» Work instruction: Transcribe every record exactly as it appears.
Record extracts: Begin
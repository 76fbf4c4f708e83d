pub mod config;
pub mod database;
pub mod error;
pub mod export;
pub mod models;

pub use config::{Config, MasteryThresholds, StoreConfig};
pub use database::ReviewStore;
pub use error::{FlashcardError, Result};
pub use models::{Deck, DeckCard, Flashcard, LearningSession, Rating, ReviewData};
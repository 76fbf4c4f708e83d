//! Error types shared by the store, the exporter and the command line.

use thiserror::Error;

pub type Result<T> = std::result::Result<T, FlashcardError>;

#[derive(Debug, Error)]
pub enum FlashcardError {
    /// Rating outside 0..=5 or not an integer.
    #[error("invalid rating '{0}': expected an integer between 0 and 5")]
    InvalidRating(String),

    #[error("flashcard {0} not found")]
    CardNotFound(i64),

    #[error("deck '{0}' not found")]
    DeckNotFound(String),

    #[error("deck '{0}' already exists")]
    DeckExists(String),

    /// Stored or imported review state outside the scheduler's domain.
    #[error("invalid review state for card {card}: {reason}")]
    InvalidReviewState { card: i64, reason: String },

    #[error("{0} must not be empty")]
    EmptyField(&'static str),

    #[error("database error: {0}")]
    Database(#[from] rusqlite::Error),

    #[error("I/O error: {0}")]
    Io(#[from] std::io::Error),

    #[error("JSON error: {0}")]
    Json(#[from] serde_json::Error),

    #[error("invalid configuration: {0}")]
    Config(String),
}

impl FlashcardError {
    /// Deterministic input errors that a caller should report back to the
    /// user rather than retry.
    pub fn is_client_error(&self) -> bool {
        matches!(
            self,
            FlashcardError::InvalidRating(_)
                | FlashcardError::CardNotFound(_)
                | FlashcardError::DeckNotFound(_)
                | FlashcardError::DeckExists(_)
                | FlashcardError::EmptyField(_)
                | FlashcardError::InvalidReviewState { .. }
        )
    }
}

impl From<toml::de::Error> for FlashcardError {
    fn from(err: toml::de::Error) -> Self {
        FlashcardError::Config(err.to_string())
    }
}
Record extracts: End
» Your solution:
repository 76fbf4c4f708e83d
pub mod config;
pub mod database;
pub mod error;
pub mod export;
pub mod models;

pub use config::{Config, MasteryThresholds, StoreConfig};
pub use database::ReviewStore;
pub use error::{FlashcardError, Result};
pub use models::{Deck, DeckCard, Flashcard, LearningSession, Rating, ReviewData};
repository 76fbf4c4f708e83d
//! Error types shared by the store, the exporter and the command line.

use thiserror::Error;

pub type Result<T> = std::result::Result<T, FlashcardError>;

#[derive(Debug, Error)]
pub enum FlashcardError {
    /// Rating outside 0..=5 or not an integer.
    #[error("invalid rating '{0}': expected an integer between 0 and 5")]
    InvalidRating(String),

    #[error("flashcard {0} not found")]
    CardNotFound(i64),

    #[error("deck '{0}' not found")]
    DeckNotFound(String),

    #[error("deck '{0}' already exists")]
    DeckExists(String),

    /// Stored or imported review state outside the scheduler's domain.
    #[error("invalid review state for card {card}: {reason}")]
    InvalidReviewState { card: i64, reason: String },

    #[error("{0} must not be empty")]
    EmptyField(&'static str),

    #[error("database error: {0}")]
    Database(#[from] rusqlite::Error),

    #[error("I/O error: {0}")]
    Io(#[from] std::io::Error),

    #[error("JSON error: {0}")]
    Json(#[from] serde_json::Error),

    #[error("invalid configuration: {0}")]
    Config(String),
}

impl FlashcardError {
    /// Deterministic input errors that a caller should report back to the
    /// user rather than retry.
    pub fn is_client_error(&self) -> bool {
        matches!(
            self,
            FlashcardError::InvalidRating(_)
                | FlashcardError::CardNotFound(_)
                | FlashcardError::DeckNotFound(_)
                | FlashcardError::DeckExists(_)
                | FlashcardError::EmptyField(_)
                | FlashcardError::InvalidReviewState { .. }
        )
    }
}

impl From<toml::de::Error> for FlashcardError {
    fn from(err: toml::de::Error) -> Self {
        FlashcardError::Config(err.to_string())
    }
}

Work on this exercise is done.